Lebih lanjut, Putra menjelaskan, dibandingkan dengan Jepang, Indonesia masih tertinggal jauh mengenai kebutuhan masyarakat akan berita. Di Jepang, kata Putra, satu juta eksemplar hanya untuk satu merek koran dapat dicetak setiap paginya. "Itu baru koran yang beredar di pagi saja, belum lagi koran untuk sore yang mencapai 700-800 eksemplar," terangnya.
Jika dibandingkan dengan Indonesia yang memiliki jumlah penduduk sekitar 250 juta, koran yang dicetak tiap harinya hanya berkisar tiga setengah hingga empat juta eksemplar untuk seluruh koran yang ada di Indonesia. Sementara, untuk stasiun televisi yang hanya menyiarkan acara berita, kata Putra, rating yang diperoleh tidak mencapai 10% dari 100% penontonnya. Kondisi ini berbeda dengan stasiun televisi umum.
"Waktu saya di TV berita, tidak terlalu banyak orang mengenal saya. Berbeda ketika saya sudah pindah ke TV umum, seperti Seputar Indonesia, banyak orang yang mengenal saya," jelas Putra.
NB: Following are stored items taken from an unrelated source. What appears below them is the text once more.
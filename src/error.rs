//! Error types for the cache engine.
//!
//! Errors are cheap, clonable values: a single-flight load fans its result
//! out to every coalesced caller, so the error side of that result must be
//! clonable too.

use thiserror::Error;

/// Result type alias for cache operations.
pub type Result<T> = std::result::Result<T, Error>;

/// Errors surfaced by cache operations.
///
/// Peer-fetch failures are recovered internally by falling back to the
/// local loader, so [`Error::PeerFetch`] only reaches callers that invoke
/// a [`PeerTransport`](crate::PeerTransport) directly.
#[derive(Error, Debug, Clone, PartialEq, Eq)]
pub enum Error {
    /// An empty key was supplied to a group lookup.
    #[error("key is required")]
    EmptyKey,

    /// The backend has no value for this key.
    #[error("key not found: {0}")]
    NotFound(String),

    /// The backend loader failed.
    #[error("load failed: {0}")]
    Load(String),

    /// A remote peer could not serve the requested value.
    #[error("peer fetch failed: {0}")]
    PeerFetch(String),
}

#[cfg(test)]
mod tests {
    use super::*;

    #[test]
    fn test_display_messages() {
        assert_eq!(Error::EmptyKey.to_string(), "key is required");
        assert_eq!(
            Error::NotFound("Tom".to_owned()).to_string(),
            "key not found: Tom"
        );
        assert_eq!(
            Error::PeerFetch("connection refused".to_owned()).to_string(),
            "peer fetch failed: connection refused"
        );
    }

    #[test]
    fn test_errors_are_clonable_and_comparable() {
        let err = Error::Load("backend down".to_owned());
        assert_eq!(err.clone(), err);
        assert_ne!(err, Error::EmptyKey);
    }
}
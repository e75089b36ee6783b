//! Peer picker and peer transport interfaces.
//!
//! These two traits are the engine's entire view of the fleet. The
//! surrounding program supplies the wire protocol by implementing
//! [`PeerTransport`] (one value per remote peer) and routing by
//! implementing [`PeerPicker`], or by using the bundled
//! [`PeerPool`](crate::PeerPool).

use crate::error::Result;
use std::sync::Arc;

/// Fetches values from one remote peer.
///
/// Implementations may block arbitrarily long; the engine never holds a
/// lock across a fetch. Deadlines and retries belong inside the
/// implementation.
///
/// The engine mandates no wire format. HTTP implementations
/// conventionally request `<base_path>/<group>/<key>` with both segments
/// URL-escaped and treat any non-200 response as a fetch error, but any
/// protocol that can answer `(group, key)` with bytes fits.
pub trait PeerTransport: Send + Sync {
    /// Retrieves the value for `key` in the remote peer's group named
    /// `group`.
    fn fetch(&self, group: &str, key: &str) -> Result<Vec<u8>>;
}

/// Chooses the peer responsible for a key.
pub trait PeerPicker: Send + Sync {
    /// Returns the transport for the owning peer, or `None` when the key
    /// resolves to the local node or no peers are configured; both mean
    /// "load locally".
    fn pick(&self, key: &str) -> Option<Arc<dyn PeerTransport>>;
}
//! The cache group orchestrator and group registry.
//!
//! A [`Group`] is a named cache namespace: one byte-budgeted LRU store,
//! one backend loader, one single-flight domain, and (optionally) one
//! peer picker. Its [`get`](Group::get) ties the subsystems together:
//!
//! 1. An empty key fails immediately.
//! 2. A resident entry is returned from the local store.
//! 3. Otherwise the miss enters single-flight. Inside the flight the key
//!    is routed: a remote owner is fetched through its transport (with
//!    failures logged and masked by a local fallback), anything else is
//!    loaded from the backend and populated into the local store.
//!
//! Remote-origin values are deliberately **not** cached locally: in the
//! ring's steady state a key has one owning peer, and caching it
//! elsewhere would duplicate memory across the fleet with no
//! invalidation to keep the copies honest.
//!
//! Groups live in a [`Registry`]. Prefer passing an explicit registry to
//! the code that serves transport requests; the process-wide default
//! behind [`new_group`]/[`lookup_group`] exists for ergonomics in small
//! programs.

use crate::byteview::ByteView;
use crate::config::LruConfig;
use crate::error::{Error, Result};
use crate::lru::LruCache;
use crate::metrics::{CacheMetrics, GroupCounters, GroupMetrics};
use crate::peers::PeerPicker;
use crate::singleflight::FlightGroup;
use core::fmt;
use hashbrown::HashMap;
use once_cell::sync::{Lazy, OnceCell};
use parking_lot::{Mutex, RwLock};
use std::sync::Arc;
use tracing::{debug, warn};

/// Produces the authoritative value for a key on a local cache miss.
///
/// Closures of the right shape implement `Loader` directly:
///
/// ```
/// use meshcache::{Group, Result};
///
/// let group = Group::new("lengths", 1 << 20, |key: &str| -> Result<Vec<u8>> {
///     Ok(key.len().to_string().into_bytes())
/// });
/// assert_eq!(group.get("four").unwrap().as_bytes(), b"4");
/// ```
pub trait Loader: Send + Sync {
    /// Loads the value for `key` from the backing source.
    fn load(&self, key: &str) -> Result<Vec<u8>>;
}

impl<F> Loader for F
where
    F: Fn(&str) -> Result<Vec<u8>> + Send + Sync,
{
    fn load(&self, key: &str) -> Result<Vec<u8>> {
        self(key)
    }
}

/// A named cache namespace over one loader and one byte budget.
///
/// All methods take `&self`; a group is shared across threads behind an
/// [`Arc`] and synchronizes internally. The store mutex and the
/// single-flight mutex are never held together, and no lock is held
/// across a loader or transport call.
pub struct Group {
    name: String,
    loader: Box<dyn Loader>,
    cache_bytes: usize,
    /// Lazily created on first populate, so an all-miss group costs no
    /// store.
    cache: Mutex<Option<LruCache<ByteView>>>,
    peers: OnceCell<Arc<dyn PeerPicker>>,
    flight: FlightGroup<Result<ByteView>>,
    counters: GroupCounters,
}

impl Group {
    /// Creates a standalone (unregistered) group.
    ///
    /// `cache_bytes` is the local store's budget; `0` means unbounded.
    pub fn new(name: impl Into<String>, cache_bytes: usize, loader: impl Loader + 'static) -> Self {
        Group {
            name: name.into(),
            loader: Box::new(loader),
            cache_bytes,
            cache: Mutex::new(None),
            peers: OnceCell::new(),
            flight: FlightGroup::new(),
            counters: GroupCounters::default(),
        }
    }

    /// The group's name.
    pub fn name(&self) -> &str {
        &self.name
    }

    /// Registers the peer picker that routes keys across the fleet.
    ///
    /// # Panics
    ///
    /// Panics if called more than once; wiring peers twice is a
    /// configuration bug.
    pub fn register_peers(&self, picker: Arc<dyn PeerPicker>) {
        if self.peers.set(picker).is_err() {
            panic!("register_peers called more than once");
        }
    }

    /// Returns the cached or loaded value for `key`.
    ///
    /// Fails with [`Error::EmptyKey`] for an empty key; otherwise any
    /// error is the loader's, verbatim. Peer-fetch failures never
    /// surface; they are logged and masked by the local fallback.
    pub fn get(&self, key: &str) -> Result<ByteView> {
        if key.is_empty() {
            return Err(Error::EmptyKey);
        }
        self.counters.record_get();

        if let Some(view) = self.cache_get(key) {
            self.counters.record_cache_hit();
            debug!(group = %self.name, key, "cache hit");
            return Ok(view);
        }

        self.load(key)
    }

    /// Flow counters for this group.
    pub fn metrics(&self) -> GroupMetrics {
        self.counters.snapshot()
    }

    /// Counters of the local store (zeroes before the first populate).
    pub fn cache_metrics(&self) -> CacheMetrics {
        self.cache
            .lock()
            .as_ref()
            .map(|lru| lru.metrics().clone())
            .unwrap_or_default()
    }

    /// Number of entries resident in the local store.
    pub fn cache_len(&self) -> usize {
        self.cache.lock().as_ref().map_or(0, LruCache::len)
    }

    /// Bytes resident in the local store.
    pub fn cache_used_bytes(&self) -> usize {
        self.cache.lock().as_ref().map_or(0, LruCache::used_bytes)
    }

    fn cache_get(&self, key: &str) -> Option<ByteView> {
        let mut cache = self.cache.lock();
        cache.as_mut().and_then(|lru| lru.get(key).cloned())
    }

    fn populate(&self, key: &str, value: ByteView) {
        let mut cache = self.cache.lock();
        cache
            .get_or_insert_with(|| LruCache::init(LruConfig::new(self.cache_bytes), None))
            .add(key, value);
    }

    /// Miss path: one flight per key; routing happens inside the flight
    /// so coalesced callers share the peer fetch too.
    fn load(&self, key: &str) -> Result<ByteView> {
        self.counters.record_load();
        self.flight.run(key, || {
            self.counters.record_load_deduped();

            if let Some(picker) = self.peers.get() {
                if let Some(peer) = picker.pick(key) {
                    match peer.fetch(&self.name, key) {
                        Ok(bytes) => {
                            self.counters.record_peer_load();
                            // Owned by the remote's owner; keep no local copy.
                            return Ok(ByteView::from(bytes));
                        }
                        Err(err) => {
                            self.counters.record_peer_error();
                            warn!(
                                group = %self.name,
                                key,
                                error = %err,
                                "peer fetch failed; falling back to local load"
                            );
                        }
                    }
                }
            }

            self.load_locally(key)
        })
    }

    fn load_locally(&self, key: &str) -> Result<ByteView> {
        match self.loader.load(key) {
            Ok(bytes) => {
                self.counters.record_local_load();
                let view = ByteView::from(bytes);
                self.populate(key, view.clone());
                Ok(view)
            }
            Err(err) => {
                self.counters.record_local_load_error();
                Err(err)
            }
        }
    }
}

impl fmt::Debug for Group {
    fn fmt(&self, f: &mut fmt::Formatter<'_>) -> fmt::Result {
        f.debug_struct("Group")
            .field("name", &self.name)
            .field("cache_bytes", &self.cache_bytes)
            .field("has_peers", &self.peers.get().is_some())
            .finish()
    }
}

/// A name-to-group mapping with interior locking.
///
/// Creation takes the write lock, lookup the read lock. Tests and
/// embedders can run any number of isolated registries; the process-wide
/// default behind [`new_group`] is just one of them.
#[derive(Default)]
pub struct Registry {
    groups: RwLock<HashMap<String, Arc<Group>>>,
}

impl Registry {
    /// Creates an empty registry.
    pub fn new() -> Self {
        Registry::default()
    }

    /// Creates a group and registers it under `name`.
    ///
    /// Re-using a name replaces the previous registration; handles to the
    /// replaced group keep working but new lookups see the new one.
    pub fn new_group(
        &self,
        name: &str,
        cache_bytes: usize,
        loader: impl Loader + 'static,
    ) -> Arc<Group> {
        let group = Arc::new(Group::new(name, cache_bytes, loader));
        self.groups
            .write()
            .insert(name.to_owned(), Arc::clone(&group));
        group
    }

    /// Looks up a registered group by name.
    pub fn get(&self, name: &str) -> Option<Arc<Group>> {
        self.groups.read().get(name).cloned()
    }

    /// Number of registered groups.
    pub fn len(&self) -> usize {
        self.groups.read().len()
    }

    /// Returns `true` if no groups are registered.
    pub fn is_empty(&self) -> bool {
        self.groups.read().is_empty()
    }
}

impl fmt::Debug for Registry {
    fn fmt(&self, f: &mut fmt::Formatter<'_>) -> fmt::Result {
        f.debug_struct("Registry")
            .field("groups", &self.groups.read().len())
            .finish()
    }
}

static DEFAULT_REGISTRY: Lazy<Registry> = Lazy::new(Registry::new);

/// Creates a group in the process-wide default registry.
///
/// See [`Registry::new_group`].
pub fn new_group(name: &str, cache_bytes: usize, loader: impl Loader + 'static) -> Arc<Group> {
    DEFAULT_REGISTRY.new_group(name, cache_bytes, loader)
}

/// Looks up a group in the process-wide default registry.
pub fn lookup_group(name: &str) -> Option<Arc<Group>> {
    DEFAULT_REGISTRY.get(name)
}
//! Enrichment sessions: the snapshot value and the caller's live handle.

use std::collections::BTreeMap;

use tokio::sync::watch;
use tokio::task::JoinHandle;
use tokio_util::sync::{CancellationToken, DropGuard};
use tracing::error;

use super::field::ContentField;
use super::state::FieldState;
use crate::measurements::parse_measurements;
use crate::model::Subject;

/// Field → state, ordered by field tag.
pub type FieldMap = BTreeMap<ContentField, FieldState>;

/// A point-in-time view of one enrichment session.
#[derive(Debug, Clone, PartialEq)]
pub struct EnrichmentSession {
    pub subject: Subject,
    pub fields: FieldMap,
}

impl EnrichmentSession {
    pub fn state(&self, field: ContentField) -> Option<&FieldState> {
        self.fields.get(&field)
    }

    /// `true` once every requested field is `Ready` or `Failed`.
    pub fn is_complete(&self) -> bool {
        self.fields.values().all(FieldState::is_terminal)
    }

    /// Number of fields still `Idle` or `Loading`.
    pub fn pending(&self) -> usize {
        self.fields.values().filter(|s| !s.is_terminal()).count()
    }

    /// The subject with attributes filled from a ready measurements field.
    pub fn enriched_subject(&self) -> Subject {
        let mut subject = self.subject.clone();
        if let Some(FieldState::Ready(text)) = self.fields.get(&ContentField::StructuredMeasurements) {
            subject.apply_measurements(&parse_measurements(text));
        }
        subject
    }
}

/// Live view of a running session.
///
/// Dropping the handle abandons the session: field tasks stop and no further
/// results are recorded. Other sessions are unaffected.
pub struct SessionHandle {
    subject: Subject,
    state: watch::Receiver<FieldMap>,
    group: JoinHandle<()>,
    token: CancellationToken,
    _abandon: DropGuard,
}

impl SessionHandle {
    pub(super) fn new(
        subject: Subject,
        state: watch::Receiver<FieldMap>,
        group: JoinHandle<()>,
        token: CancellationToken,
    ) -> Self {
        let _abandon = token.clone().drop_guard();
        Self { subject, state, group, token, _abandon }
    }

    /// Current state of every requested field. Never blocks.
    pub fn snapshot(&self) -> EnrichmentSession {
        EnrichmentSession { subject: self.subject.clone(), fields: self.state.borrow().clone() }
    }

    /// Wait for the next field transition. Returns `false` once the session
    /// can no longer change (finished or cancelled).
    pub async fn changed(&mut self) -> bool {
        self.state.changed().await.is_ok()
    }

    /// Stop recording results for this session.
    pub fn cancel(&self) {
        self.token.cancel();
    }

    pub fn is_cancelled(&self) -> bool {
        self.token.is_cancelled()
    }

    /// Wait for every field to settle and return the final snapshot.
    pub async fn wait(mut self) -> EnrichmentSession {
        if let Err(e) = (&mut self.group).await {
            error!(subject = %self.subject.display_name, "enrichment group task failed: {e}");
        }
        self.snapshot()
    }
}

impl std::fmt::Debug for SessionHandle {
    fn fmt(&self, f: &mut std::fmt::Formatter<'_>) -> std::fmt::Result {
        f.debug_struct("SessionHandle")
            .field("subject", &self.subject.display_name)
            .field("fields", &*self.state.borrow())
            .field("cancelled", &self.token.is_cancelled())
            .finish()
    }
}
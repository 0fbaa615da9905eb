//! Picture-of-the-day resolution.
//!
//! The service sometimes publishes a video (or an interactive page) instead of
//! an image. [`PictureResolver::resolve`] walks a sequence of distinct
//! candidate dates, one request per date, until a date yields an image or the
//! attempt budget runs out.
//!
//! # Date policy
//!
//! Candidate order is fully determined by the [`DatePolicy`] and the anchor
//! date, so a fixed anchor and seed reproduce the same request sequence:
//!
//! - [`DatePolicy::WalkBack`]: anchor, anchor − 1 day, anchor − 2 days, …
//! - [`DatePolicy::SeededWindow`]: the offsets `0..window_days` back from the
//!   anchor, shuffled with a `StdRng` seeded from `seed`.
//!
//! Neither policy yields a date before [`first_picture_date`].

use chrono::{Days, NaiveDate, Utc};
use rand::SeedableRng;
use rand::rngs::StdRng;
use rand::seq::SliceRandom;
use thiserror::Error;
use tracing::{debug, info, warn};

use crate::model::{MediaKind, PictureResource};
use crate::transport::PictureSource;

#[derive(Debug, Clone, PartialEq, Eq, Error)]
pub enum ResolveError {
    #[error("no image available after {attempts} attempt(s)")]
    Exhausted { attempts: u32 },
}

#[derive(Debug, Clone, Default, PartialEq, Eq)]
pub enum DatePolicy {
    #[default]
    WalkBack,
    SeededWindow { window_days: u32, seed: u64 },
}

/// The first date the service published a picture for.
pub fn first_picture_date() -> NaiveDate {
    NaiveDate::from_ymd_opt(1995, 6, 16).unwrap_or(NaiveDate::MIN)
}

/// Up to `limit` distinct candidate dates in request order.
pub fn candidate_dates(policy: &DatePolicy, anchor: NaiveDate, limit: usize) -> Vec<NaiveDate> {
    let earliest = first_picture_date();
    let back = |offset: u64| anchor.checked_sub_days(Days::new(offset)).filter(|d| *d >= earliest);

    match policy {
        DatePolicy::WalkBack => (0..).map_while(back).take(limit).collect(),
        DatePolicy::SeededWindow { window_days, seed } => {
            // Offsets past the first picture would be filtered anyway; don't allocate them.
            let available = u64::try_from((anchor - earliest).num_days() + 1).unwrap_or(0);
            let mut offsets: Vec<u64> = (0..u64::from(*window_days).min(available)).collect();
            let mut rng = StdRng::seed_from_u64(*seed);
            offsets.shuffle(&mut rng);
            offsets.into_iter().filter_map(back).take(limit).collect()
        }
    }
}

/// Retries across candidate dates until an image resolves.
#[derive(Debug, Clone)]
pub struct PictureResolver<S> {
    source: S,
    policy: DatePolicy,
    anchor: Option<NaiveDate>,
}

impl<S: PictureSource> PictureResolver<S> {
    /// Resolver anchored at today's UTC date.
    pub fn new(source: S, policy: DatePolicy) -> Self {
        Self { source, policy, anchor: None }
    }

    /// Pin the anchor date instead of using today.
    pub fn with_anchor(mut self, anchor: NaiveDate) -> Self {
        self.anchor = Some(anchor);
        self
    }

    /// Return the first image found within `max_attempts` requests.
    ///
    /// A non-image entry and a failed request each consume one attempt; a
    /// failed request never aborts the sequence early. `max_attempts = 0`
    /// fails without any request.
    pub async fn resolve(&self, max_attempts: u32) -> Result<PictureResource, ResolveError> {
        if max_attempts == 0 {
            warn!("picture resolution requested with zero attempts");
            return Err(ResolveError::Exhausted { attempts: 0 });
        }

        let anchor = self.anchor.unwrap_or_else(|| Utc::now().date_naive());
        let dates = candidate_dates(&self.policy, anchor, max_attempts as usize);
        debug!(%anchor, policy = ?self.policy, candidates = dates.len(), "resolving picture of the day");

        let mut attempts = 0;
        for date in dates {
            attempts += 1;
            match self.source.fetch_picture(date).await {
                Ok(picture) if picture.media_kind == MediaKind::Image => {
                    info!(%date, attempts, title = %picture.title, "picture of the day resolved");
                    return Ok(picture);
                }
                Ok(picture) => {
                    debug!(%date, media = %picture.media_kind, "skipping non-image entry");
                }
                Err(e) => {
                    warn!(%date, error = %e, retryable = e.is_retryable(), "picture request failed");
                }
            }
        }

        warn!(attempts, "no image found within attempt budget");
        Err(ResolveError::Exhausted { attempts })
    }
}
//! Configuration loading with env-var overrides.
//!
//! Reads `config/default.toml` relative to the current working directory
//! (or an explicit path), then applies the `STELLAR_LOG_LEVEL` override.
//! API keys come from `NASA_API_KEY` and `GEMINI_API_KEY` only, never TOML.

use std::{
    env, fs,
    path::{Path, PathBuf},
};

use chrono::NaiveDate;
use serde::Deserialize;

use crate::enrich::ContentField;
use crate::error::AppError;
use crate::logger;
use crate::picture::DatePolicy;

/// Key the picture service accepts for low-volume anonymous use.
pub const NASA_DEMO_KEY: &str = "DEMO_KEY";

/// Picture-of-the-day service settings (`[picture]`).
#[derive(Debug, Clone)]
pub struct PictureConfig {
    pub api_base_url: String,
    pub timeout_seconds: u64,
    /// Attempt budget used when the caller does not pass one.
    pub max_attempts: u32,
    pub date_policy: DatePolicy,
    /// Fixed anchor date; `None` means today (UTC).
    pub anchor_date: Option<NaiveDate>,
}

/// Generative content service settings (`[content]`).
#[derive(Debug, Clone)]
pub struct ContentConfig {
    pub api_base_url: String,
    pub model: String,
    pub timeout_seconds: u64,
    /// Fields fetched when the caller does not name any.
    pub fields: Vec<ContentField>,
}

/// Encyclopedia lookup settings (`[lookup]`).
#[derive(Debug, Clone)]
pub struct LookupConfig {
    pub api_base_url: String,
    pub timeout_seconds: u64,
}

/// Keys read from the environment.
#[derive(Debug, Clone, Default)]
pub struct ApiKeys {
    pub nasa: Option<String>,
    pub gemini: Option<String>,
}

impl ApiKeys {
    pub fn from_env() -> Self {
        let read = |name: &str| env::var(name).ok().filter(|v| !v.trim().is_empty());
        Self { nasa: read("NASA_API_KEY"), gemini: read("GEMINI_API_KEY") }
    }
}

/// Fully-resolved configuration.
#[derive(Debug, Clone)]
pub struct Config {
    pub log_level: String,
    pub picture: PictureConfig,
    pub content: ContentConfig,
    pub lookup: LookupConfig,
    /// Falls back to [`NASA_DEMO_KEY`].
    pub nasa_api_key: String,
    /// `None` leaves enrichment fields failing with a placeholder.
    pub gemini_api_key: Option<String>,
}

// ── Raw TOML shape ────────────────────────────────────────────────────────────

#[derive(Deserialize, Default)]
struct RawConfig {
    #[serde(default)]
    app: RawApp,
    #[serde(default)]
    picture: RawPicture,
    #[serde(default)]
    content: RawContent,
    #[serde(default)]
    lookup: RawLookup,
}

#[derive(Deserialize)]
struct RawApp {
    #[serde(default = "default_log_level")]
    log_level: String,
}

impl Default for RawApp {
    fn default() -> Self {
        Self { log_level: default_log_level() }
    }
}

#[derive(Deserialize, Clone, Copy, Default)]
#[serde(rename_all = "snake_case")]
enum RawDatePolicy {
    #[default]
    WalkBack,
    SeededWindow,
}

#[derive(Deserialize)]
struct RawPicture {
    #[serde(default = "default_picture_api_base_url")]
    api_base_url: String,
    #[serde(default = "default_timeout_seconds")]
    timeout_seconds: u64,
    #[serde(default = "default_max_attempts")]
    max_attempts: u32,
    #[serde(default)]
    date_policy: RawDatePolicy,
    #[serde(default = "default_window_days")]
    window_days: u32,
    #[serde(default)]
    seed: u64,
    #[serde(default)]
    anchor_date: Option<String>,
}

impl Default for RawPicture {
    fn default() -> Self {
        Self {
            api_base_url: default_picture_api_base_url(),
            timeout_seconds: default_timeout_seconds(),
            max_attempts: default_max_attempts(),
            date_policy: RawDatePolicy::default(),
            window_days: default_window_days(),
            seed: 0,
            anchor_date: None,
        }
    }
}

#[derive(Deserialize)]
struct RawContent {
    #[serde(default = "default_content_api_base_url")]
    api_base_url: String,
    #[serde(default = "default_content_model")]
    model: String,
    #[serde(default = "default_timeout_seconds")]
    timeout_seconds: u64,
    #[serde(default = "default_fields")]
    fields: Vec<ContentField>,
}

impl Default for RawContent {
    fn default() -> Self {
        Self {
            api_base_url: default_content_api_base_url(),
            model: default_content_model(),
            timeout_seconds: default_timeout_seconds(),
            fields: default_fields(),
        }
    }
}

#[derive(Deserialize)]
struct RawLookup {
    #[serde(default = "default_lookup_api_base_url")]
    api_base_url: String,
    #[serde(default = "default_timeout_seconds")]
    timeout_seconds: u64,
}

impl Default for RawLookup {
    fn default() -> Self {
        Self { api_base_url: default_lookup_api_base_url(), timeout_seconds: default_timeout_seconds() }
    }
}

fn default_log_level() -> String { "info".to_string() }
fn default_picture_api_base_url() -> String { "https://api.nasa.gov".to_string() }
fn default_content_api_base_url() -> String { "https://generativelanguage.googleapis.com".to_string() }
fn default_content_model() -> String { "gemini-2.0-flash".to_string() }
fn default_lookup_api_base_url() -> String { "https://en.wikipedia.org".to_string() }
fn default_timeout_seconds() -> u64 { 30 }
fn default_max_attempts() -> u32 { 7 }
fn default_window_days() -> u32 { 30 }
fn default_fields() -> Vec<ContentField> { ContentField::ALL.to_vec() }

// ── Loading ───────────────────────────────────────────────────────────────────

/// Load config from `path` (default `config/default.toml`), then apply env overrides.
pub fn load(path: Option<&str>) -> Result<Config, AppError> {
    let path = PathBuf::from(path.unwrap_or("config/default.toml"));
    let log_level_override = env::var("STELLAR_LOG_LEVEL").ok();
    load_from(&path, log_level_override.as_deref(), ApiKeys::from_env())
}

/// Loader with an explicit path and overrides.
/// Tests pass overrides directly instead of mutating env vars.
pub fn load_from(path: &Path, log_level_override: Option<&str>, keys: ApiKeys) -> Result<Config, AppError> {
    let raw = fs::read_to_string(path)
        .map_err(|e| AppError::Config(format!("cannot read {}: {e}", path.display())))?;
    let parsed: RawConfig = toml::from_str(&raw)
        .map_err(|e| AppError::Config(format!("parse error in {}: {e}", path.display())))?;
    resolve(parsed, log_level_override, keys)
}

fn resolve(parsed: RawConfig, log_level_override: Option<&str>, keys: ApiKeys) -> Result<Config, AppError> {
    let p = parsed.picture;

    let date_policy = match p.date_policy {
        RawDatePolicy::WalkBack => DatePolicy::WalkBack,
        RawDatePolicy::SeededWindow if p.window_days == 0 => {
            return Err(AppError::Config("picture.window_days must be at least 1".into()));
        }
        RawDatePolicy::SeededWindow => DatePolicy::SeededWindow { window_days: p.window_days, seed: p.seed },
    };
    let anchor_date = p
        .anchor_date
        .as_deref()
        .map(|s| {
            NaiveDate::parse_from_str(s.trim(), "%Y-%m-%d")
                .map_err(|e| AppError::Config(format!("picture.anchor_date '{s}' is not YYYY-MM-DD: {e}")))
        })
        .transpose()?;

    let log_level = log_level_override.unwrap_or(&parsed.app.log_level).trim().to_string();
    logger::validate(&log_level).map_err(|e| AppError::Config(format!("app.log_level: {e}")))?;

    if parsed.content.fields.is_empty() {
        return Err(AppError::Config("content.fields must name at least one field".into()));
    }

    Ok(Config {
        log_level,
        picture: PictureConfig {
            api_base_url: p.api_base_url,
            timeout_seconds: p.timeout_seconds,
            max_attempts: p.max_attempts,
            date_policy,
            anchor_date,
        },
        content: ContentConfig {
            api_base_url: parsed.content.api_base_url,
            model: parsed.content.model,
            timeout_seconds: parsed.content.timeout_seconds,
            fields: parsed.content.fields,
        },
        lookup: LookupConfig {
            api_base_url: parsed.lookup.api_base_url,
            timeout_seconds: parsed.lookup.timeout_seconds,
        },
        nasa_api_key: keys.nasa.unwrap_or_else(|| NASA_DEMO_KEY.to_string()),
        gemini_api_key: keys.gemini,
    })
}

// ── test helpers ──────────────────────────────────────────────────────────────

#[cfg(test)]
impl Config {
    /// Config pointing every service at `base_url`, for tests against a local mock server.
    pub fn test_default(base_url: &str) -> Self {
        Self {
            log_level: "info".into(),
            picture: PictureConfig {
                api_base_url: base_url.into(),
                timeout_seconds: 2,
                max_attempts: 3,
                date_policy: DatePolicy::WalkBack,
                anchor_date: NaiveDate::from_ymd_opt(2024, 6, 10),
            },
            content: ContentConfig {
                api_base_url: base_url.into(),
                model: "test-model".into(),
                timeout_seconds: 2,
                fields: ContentField::ALL.to_vec(),
            },
            lookup: LookupConfig { api_base_url: base_url.into(), timeout_seconds: 2 },
            nasa_api_key: "test-nasa".into(),
            gemini_api_key: Some("test-gemini".into()),
        }
    }
}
Putra berharap agar Komisi Penyiaran Indonesia dapat mengubah siaran televisi yang ada di Indonesia lebih mendidik dan mengajak orang untuk lebih berpikir bukan sekedar memberi informasi. "Siaran televisi bukan hanya menghibur dan memberi informasi, melainkan juga mendidik dan mengajarkan," ujarnya.